[Records from a dataset]
- - - - -

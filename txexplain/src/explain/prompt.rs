//! Prompt construction for the explanation loop.

use crate::core::{PromptContribution, TransactionData};
use crate::llm::ChatMessage;

/// Static formatting rules and worked examples.
pub const SYSTEM_PROMPT: &str = "\
You explain blockchain transactions to non-experts in one or two short sentences.

Rules:
- Describe what happened, not how the EVM executed it.
- Use token symbols and human-readable amounts when they are known.
- Name protocols and well-known addresses when they are known.
- Never invent amounts, tokens, protocols or names. Omit anything you do not know.
- Do not use markdown, lists or headings. Write plain prose.
- If the transaction failed, say so first.

You can look up facts you do not have:
- search_protocols(query): DeFi protocols and applications
- search_tokens(address_or_symbol): token contracts
- search_addresses(address): routers, exchanges, bridges and other well-known addresses
Only search when the context below lacks something you need.

Examples:
- Swapped 1,000 USDC for 0.41 WETH on Uniswap V3.
- Sent 0.5 ETH to vitalik.eth.
- Approved the Uniswap Permit2 contract to spend unlimited USDC.
- Failed attempt to mint an NFT from the Pudgy Penguins collection.";

/// Sent after tool results to request the final answer.
pub const FINAL_ANSWER_INSTRUCTION: &str = "\
Using the search results above and the transaction context, write the final \
explanation now. Do not call any more functions.";

/// Builds the user message from the stage contexts.
#[must_use]
pub fn user_prompt(tx: Option<&TransactionData>, contexts: &[PromptContribution]) -> String {
    let mut prompt = String::from("Explain this transaction.");
    if let Some(tx) = tx {
        prompt.push_str(&format!("\n\nHash: {}\nNetwork id: {}", tx.hash, tx.network_id));
    }
    for contribution in contexts {
        prompt.push_str(&format!(
            "\n\n## {}\n{}",
            contribution.stage, contribution.context
        ));
    }
    prompt
}

/// The opening conversation: system rules plus the transaction context.
#[must_use]
pub fn initial_messages(
    tx: Option<&TransactionData>,
    contexts: &[PromptContribution],
) -> Vec<ChatMessage> {
    vec![
        ChatMessage::system(SYSTEM_PROMPT),
        ChatMessage::user(user_prompt(tx, contexts)),
    ]
}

- - - - -

Your task –
Transcribe the data above in its entirety, exactly.

Expected answer –
filename txexplain/src/explain/prompt.rs
//! Prompt construction for the explanation loop.

use crate::core::{PromptContribution, TransactionData};
use crate::llm::ChatMessage;

/// Static formatting rules and worked examples.
pub const SYSTEM_PROMPT: &str = "\
You explain blockchain transactions to non-experts in one or two short sentences.

Rules:
- Describe what happened, not how the EVM executed it.
- Use token symbols and human-readable amounts when they are known.
- Name protocols and well-known addresses when they are known.
- Never invent amounts, tokens, protocols or names. Omit anything you do not know.
- Do not use markdown, lists or headings. Write plain prose.
- If the transaction failed, say so first.

You can look up facts you do not have:
- search_protocols(query): DeFi protocols and applications
- search_tokens(address_or_symbol): token contracts
- search_addresses(address): routers, exchanges, bridges and other well-known addresses
Only search when the context below lacks something you need.

Examples:
- Swapped 1,000 USDC for 0.41 WETH on Uniswap V3.
- Sent 0.5 ETH to vitalik.eth.
- Approved the Uniswap Permit2 contract to spend unlimited USDC.
- Failed attempt to mint an NFT from the Pudgy Penguins collection.";

/// Sent after tool results to request the final answer.
pub const FINAL_ANSWER_INSTRUCTION: &str = "\
Using the search results above and the transaction context, write the final \
explanation now. Do not call any more functions.";

/// Builds the user message from the stage contexts.
#[must_use]
pub fn user_prompt(tx: Option<&TransactionData>, contexts: &[PromptContribution]) -> String {
    let mut prompt = String::from("Explain this transaction.");
    if let Some(tx) = tx {
        prompt.push_str(&format!("\n\nHash: {}\nNetwork id: {}", tx.hash, tx.network_id));
    }
    for contribution in contexts {
        prompt.push_str(&format!(
            "\n\n## {}\n{}",
            contribution.stage, contribution.context
        ));
    }
    prompt
}

/// The opening conversation: system rules plus the transaction context.
#[must_use]
pub fn initial_messages(
    tx: Option<&TransactionData>,
    contexts: &[PromptContribution],
) -> Vec<ChatMessage> {
    vec![
        ChatMessage::system(SYSTEM_PROMPT),
        ChatMessage::user(user_prompt(tx, contexts)),
    ]
}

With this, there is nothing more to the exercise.